Plasma-Driven Atomic-Scale Tuning of Metal Halide Perovskite Surfaces: Rationale and Photovoltaic Application

The effective defect passivation of metal halide perovskite (MHP) surfaces is a key strategy to simultaneously tackle MHP solar cell performances enhancement and their stability under operative conditions. Plasma-based dry processing is an established methodology for the modification of materials surfaces as it does not present the disadvantages often associated with wet treatments. This is becoming a fine tool to reach precise atomic-scale engineering of the MHP surfaces. Herein is reported a comprehensive picture of the interaction between different plasma chemistries and MHP thin films.
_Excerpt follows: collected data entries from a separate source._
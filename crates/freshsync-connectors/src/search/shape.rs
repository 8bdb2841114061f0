//! Document shaping for the search sink.
//!
//! A shape maps a view row onto an index document. The default
//! [`IdentityShape`] is column-to-field with two fixed rules:
//! timestamps become ISO-8601 UTC strings and `_`-prefixed columns are
//! dropped. A value that cannot be represented raises a fatal shape
//! error — columns are never silently lost.

use std::collections::HashMap;
use std::sync::Arc;

use serde_json::json;

use freshsync_core::error::SyncError;
use freshsync_core::value::Row;

/// Maps rows of one view onto index documents.
pub trait DocShape: Send + Sync {
    /// Registry identifier (matches the descriptor's `shape_id`).
    fn id(&self) -> &'static str;

    /// Index this shape writes to; defaults to the view name.
    fn index_name(&self, view: &str) -> String {
        view.to_string()
    }

    /// The index mapping installed when the index is created.
    fn mapping(&self) -> serde_json::Value;

    /// Shapes one row into a document body.
    ///
    /// # Errors
    ///
    /// Returns [`SyncError::ShapeError`] when a value has no document
    /// representation.
    fn shape(&self, row: &Row) -> Result<serde_json::Value, SyncError>;
}

/// Column-to-field identity shape with dynamic mapping.
#[derive(Debug, Default)]
pub struct IdentityShape;

impl DocShape for IdentityShape {
    fn id(&self) -> &'static str {
        "identity"
    }

    fn mapping(&self) -> serde_json::Value {
        json!({ "dynamic": true })
    }

    fn shape(&self, row: &Row) -> Result<serde_json::Value, SyncError> {
        Ok(serde_json::Value::Object(row.to_json_object(true)?))
    }
}

/// Shape for the denormalized orders search view: identity fields with
/// an explicit mapping tuned for the ops dashboard's fuzzy searches.
#[derive(Debug, Default)]
pub struct OrdersShape;

impl DocShape for OrdersShape {
    fn id(&self) -> &'static str {
        "orders"
    }

    fn index_name(&self, _view: &str) -> String {
        "orders".to_string()
    }

    fn mapping(&self) -> serde_json::Value {
        json!({
            "properties": {
                "order_id": { "type": "keyword" },
                "order_number": { "type": "text" },
                "order_status": { "type": "keyword" },
                "store_id": { "type": "keyword" },
                "customer_id": { "type": "keyword" },
                "customer_name": { "type": "text" },
                "customer_email": { "type": "keyword" },
                "customer_address": { "type": "text" },
                "store_name": { "type": "text" },
                "store_zone": { "type": "text" },
                "store_address": { "type": "text" },
                "assigned_courier_id": { "type": "keyword" },
                "delivery_task_status": { "type": "keyword" },
                "order_total_amount": { "type": "double" },
                "delivery_window_start": { "type": "date" },
                "delivery_window_end": { "type": "date" },
                "delivery_eta": { "type": "date" },
                "effective_updated_at": { "type": "date" }
            }
        })
    }

    fn shape(&self, row: &Row) -> Result<serde_json::Value, SyncError> {
        Ok(serde_json::Value::Object(row.to_json_object(true)?))
    }
}

/// Resolves a descriptor `shape_id` to its shape.
///
/// # Errors
///
/// Returns [`SyncError::InvalidDescriptor`] for an unknown id.
pub fn resolve_shape(shape_id: &str) -> Result<Arc<dyn DocShape>, SyncError> {
    let registry: HashMap<&str, Arc<dyn DocShape>> = HashMap::from([
        ("identity", Arc::new(IdentityShape) as Arc<dyn DocShape>),
        ("orders", Arc::new(OrdersShape) as Arc<dyn DocShape>),
    ]);
    registry.get(shape_id).map(Arc::clone).ok_or_else(|| {
        SyncError::InvalidDescriptor(format!("unknown shape '{shape_id}'"))
    })
}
The impact of Ar, H2, N2, and O2 low-pressure plasmas on MHP optochemical properties and morphology is correlated with the performance of photovoltaic devices and rationalized by density functional theory calculations. Strong morphological modifications and selective removal of the uppermost methylammonium moieties are deemed responsible for nonradiative surface defects suppression and higher solar cell performances. Ellipsometry and X-ray photoelectron spectroscopies shine light on the subtle modifications induced by the different plasma environments, paving the way for the more effective engineering of plasma-based (deposition) processing. Notably, for O2 plasma treatment, deep-state traps induced by the formation of IO4− species are demonstrated and rationalized, highlighting the challenges in optimizing O2 plasma-based solutions for MHP-based devices.